*AIM OF THE TASK*. Report every line from the following entries that contains the string "domain".

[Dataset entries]
+ + + + + + +

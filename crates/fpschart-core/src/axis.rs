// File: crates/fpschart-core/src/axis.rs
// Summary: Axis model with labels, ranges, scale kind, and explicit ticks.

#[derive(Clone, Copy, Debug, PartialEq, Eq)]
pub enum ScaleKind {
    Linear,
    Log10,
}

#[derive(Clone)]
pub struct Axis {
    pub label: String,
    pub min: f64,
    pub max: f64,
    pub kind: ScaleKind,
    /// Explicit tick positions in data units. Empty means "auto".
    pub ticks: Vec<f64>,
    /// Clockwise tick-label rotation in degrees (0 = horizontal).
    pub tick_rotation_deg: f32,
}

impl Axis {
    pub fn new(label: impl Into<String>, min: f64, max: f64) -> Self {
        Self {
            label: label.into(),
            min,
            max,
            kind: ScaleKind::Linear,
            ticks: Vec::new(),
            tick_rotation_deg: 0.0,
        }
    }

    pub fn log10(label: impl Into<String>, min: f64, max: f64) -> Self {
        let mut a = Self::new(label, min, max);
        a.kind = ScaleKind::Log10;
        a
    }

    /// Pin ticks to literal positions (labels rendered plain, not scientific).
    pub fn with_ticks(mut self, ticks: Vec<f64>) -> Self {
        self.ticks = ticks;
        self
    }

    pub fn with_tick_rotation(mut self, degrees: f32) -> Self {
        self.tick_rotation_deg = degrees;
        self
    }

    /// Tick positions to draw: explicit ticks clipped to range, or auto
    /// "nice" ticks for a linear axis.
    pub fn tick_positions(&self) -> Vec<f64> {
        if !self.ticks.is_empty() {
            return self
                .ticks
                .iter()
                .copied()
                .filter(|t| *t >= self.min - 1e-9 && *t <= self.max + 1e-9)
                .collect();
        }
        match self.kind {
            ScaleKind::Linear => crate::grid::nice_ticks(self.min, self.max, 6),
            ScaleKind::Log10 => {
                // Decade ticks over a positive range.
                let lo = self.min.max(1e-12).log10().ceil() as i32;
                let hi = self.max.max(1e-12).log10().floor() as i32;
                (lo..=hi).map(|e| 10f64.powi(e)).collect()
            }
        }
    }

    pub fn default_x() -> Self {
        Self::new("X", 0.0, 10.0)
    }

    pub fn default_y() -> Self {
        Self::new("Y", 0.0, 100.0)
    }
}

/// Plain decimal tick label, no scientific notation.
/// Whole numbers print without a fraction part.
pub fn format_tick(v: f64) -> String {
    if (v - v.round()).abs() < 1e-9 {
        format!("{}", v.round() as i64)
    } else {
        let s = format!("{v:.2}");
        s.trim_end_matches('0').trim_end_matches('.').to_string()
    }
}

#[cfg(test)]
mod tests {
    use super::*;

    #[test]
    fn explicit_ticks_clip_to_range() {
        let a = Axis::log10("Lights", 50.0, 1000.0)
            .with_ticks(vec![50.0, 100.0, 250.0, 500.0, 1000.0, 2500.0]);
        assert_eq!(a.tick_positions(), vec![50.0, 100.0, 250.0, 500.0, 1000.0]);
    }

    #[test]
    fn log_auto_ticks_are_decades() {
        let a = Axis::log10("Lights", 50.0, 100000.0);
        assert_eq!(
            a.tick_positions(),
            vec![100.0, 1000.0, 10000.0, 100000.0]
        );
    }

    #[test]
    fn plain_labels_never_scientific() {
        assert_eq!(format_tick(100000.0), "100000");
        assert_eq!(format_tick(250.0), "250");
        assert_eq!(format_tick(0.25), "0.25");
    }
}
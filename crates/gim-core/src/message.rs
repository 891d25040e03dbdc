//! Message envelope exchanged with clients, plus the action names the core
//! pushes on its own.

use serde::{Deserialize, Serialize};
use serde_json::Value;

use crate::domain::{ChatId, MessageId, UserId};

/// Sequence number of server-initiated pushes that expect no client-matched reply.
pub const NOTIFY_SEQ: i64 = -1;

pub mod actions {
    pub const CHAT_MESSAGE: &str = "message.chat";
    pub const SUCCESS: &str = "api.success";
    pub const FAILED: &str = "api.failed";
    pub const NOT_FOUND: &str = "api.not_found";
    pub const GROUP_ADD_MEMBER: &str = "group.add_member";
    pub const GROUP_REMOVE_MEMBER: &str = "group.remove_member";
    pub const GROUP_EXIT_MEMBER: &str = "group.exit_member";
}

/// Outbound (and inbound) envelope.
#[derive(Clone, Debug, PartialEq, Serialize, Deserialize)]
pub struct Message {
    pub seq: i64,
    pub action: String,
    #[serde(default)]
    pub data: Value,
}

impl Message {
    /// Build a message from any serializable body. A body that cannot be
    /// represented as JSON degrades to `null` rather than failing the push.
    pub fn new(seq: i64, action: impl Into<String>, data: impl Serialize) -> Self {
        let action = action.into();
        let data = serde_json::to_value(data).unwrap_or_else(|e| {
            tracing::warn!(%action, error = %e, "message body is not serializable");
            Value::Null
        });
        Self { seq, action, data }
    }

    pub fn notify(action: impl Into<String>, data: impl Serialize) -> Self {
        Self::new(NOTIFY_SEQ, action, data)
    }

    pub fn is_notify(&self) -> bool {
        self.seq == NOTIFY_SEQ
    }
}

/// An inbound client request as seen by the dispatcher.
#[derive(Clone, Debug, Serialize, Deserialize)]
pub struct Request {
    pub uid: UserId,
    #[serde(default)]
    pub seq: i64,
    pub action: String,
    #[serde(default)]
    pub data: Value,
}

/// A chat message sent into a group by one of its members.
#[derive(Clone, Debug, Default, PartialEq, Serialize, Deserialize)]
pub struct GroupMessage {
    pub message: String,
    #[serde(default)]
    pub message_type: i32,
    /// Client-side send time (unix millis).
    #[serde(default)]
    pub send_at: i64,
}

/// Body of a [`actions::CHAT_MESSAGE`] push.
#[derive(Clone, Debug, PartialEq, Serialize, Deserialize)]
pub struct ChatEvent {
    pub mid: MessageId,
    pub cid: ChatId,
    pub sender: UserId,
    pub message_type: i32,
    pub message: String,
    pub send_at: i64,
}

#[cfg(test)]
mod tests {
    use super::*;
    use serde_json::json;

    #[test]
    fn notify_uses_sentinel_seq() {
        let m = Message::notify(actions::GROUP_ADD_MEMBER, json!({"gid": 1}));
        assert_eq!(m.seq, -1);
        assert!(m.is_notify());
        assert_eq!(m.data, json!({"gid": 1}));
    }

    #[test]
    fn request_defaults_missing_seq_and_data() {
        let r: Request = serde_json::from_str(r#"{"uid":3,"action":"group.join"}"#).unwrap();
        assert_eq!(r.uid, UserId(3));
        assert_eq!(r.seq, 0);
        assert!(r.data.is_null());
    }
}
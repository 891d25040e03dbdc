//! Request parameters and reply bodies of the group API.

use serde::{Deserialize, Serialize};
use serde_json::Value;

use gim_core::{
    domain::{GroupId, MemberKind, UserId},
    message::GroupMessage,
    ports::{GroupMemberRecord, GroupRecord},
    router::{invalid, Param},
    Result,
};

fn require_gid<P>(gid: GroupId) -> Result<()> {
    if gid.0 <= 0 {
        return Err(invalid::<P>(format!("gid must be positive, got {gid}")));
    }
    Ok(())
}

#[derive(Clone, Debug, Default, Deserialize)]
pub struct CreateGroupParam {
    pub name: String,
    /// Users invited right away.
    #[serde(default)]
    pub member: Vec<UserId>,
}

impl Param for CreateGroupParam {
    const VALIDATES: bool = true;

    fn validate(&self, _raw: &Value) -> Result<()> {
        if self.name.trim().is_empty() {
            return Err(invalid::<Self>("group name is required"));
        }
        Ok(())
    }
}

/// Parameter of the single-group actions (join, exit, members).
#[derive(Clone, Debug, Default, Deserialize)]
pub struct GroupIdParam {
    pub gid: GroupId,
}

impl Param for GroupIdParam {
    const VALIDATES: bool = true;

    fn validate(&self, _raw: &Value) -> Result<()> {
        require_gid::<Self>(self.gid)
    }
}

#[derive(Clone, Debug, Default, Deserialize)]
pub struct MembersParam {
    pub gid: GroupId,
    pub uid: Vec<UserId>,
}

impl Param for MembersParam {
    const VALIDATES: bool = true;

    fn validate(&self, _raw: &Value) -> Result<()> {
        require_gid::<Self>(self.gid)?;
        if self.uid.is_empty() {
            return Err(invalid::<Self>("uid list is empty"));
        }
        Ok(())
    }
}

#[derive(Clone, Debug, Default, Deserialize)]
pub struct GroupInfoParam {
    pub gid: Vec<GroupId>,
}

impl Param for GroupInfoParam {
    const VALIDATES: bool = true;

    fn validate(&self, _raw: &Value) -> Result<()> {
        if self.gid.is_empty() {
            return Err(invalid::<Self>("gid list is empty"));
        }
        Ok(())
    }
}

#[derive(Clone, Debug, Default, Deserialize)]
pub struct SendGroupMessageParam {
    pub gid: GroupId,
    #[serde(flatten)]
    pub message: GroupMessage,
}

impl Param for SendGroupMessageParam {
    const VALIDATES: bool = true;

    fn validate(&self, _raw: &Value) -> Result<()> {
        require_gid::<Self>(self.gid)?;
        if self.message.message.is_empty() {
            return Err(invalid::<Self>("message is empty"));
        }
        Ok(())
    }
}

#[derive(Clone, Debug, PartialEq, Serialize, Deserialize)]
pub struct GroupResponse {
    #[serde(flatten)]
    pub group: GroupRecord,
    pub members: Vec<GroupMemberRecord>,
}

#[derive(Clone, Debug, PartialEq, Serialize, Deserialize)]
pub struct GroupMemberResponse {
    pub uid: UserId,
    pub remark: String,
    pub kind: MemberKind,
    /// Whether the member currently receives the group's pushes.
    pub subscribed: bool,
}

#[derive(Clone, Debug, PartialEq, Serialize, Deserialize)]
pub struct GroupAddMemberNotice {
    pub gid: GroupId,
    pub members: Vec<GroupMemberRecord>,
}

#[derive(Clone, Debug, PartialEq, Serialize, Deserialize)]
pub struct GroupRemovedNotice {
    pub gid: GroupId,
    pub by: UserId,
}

+ + + + + + +

*ANSWER TO THIS TASK*.
use crate::domain::{ChatId, MessageId, UserId};
    domain::{GroupId, MemberKind, UserId},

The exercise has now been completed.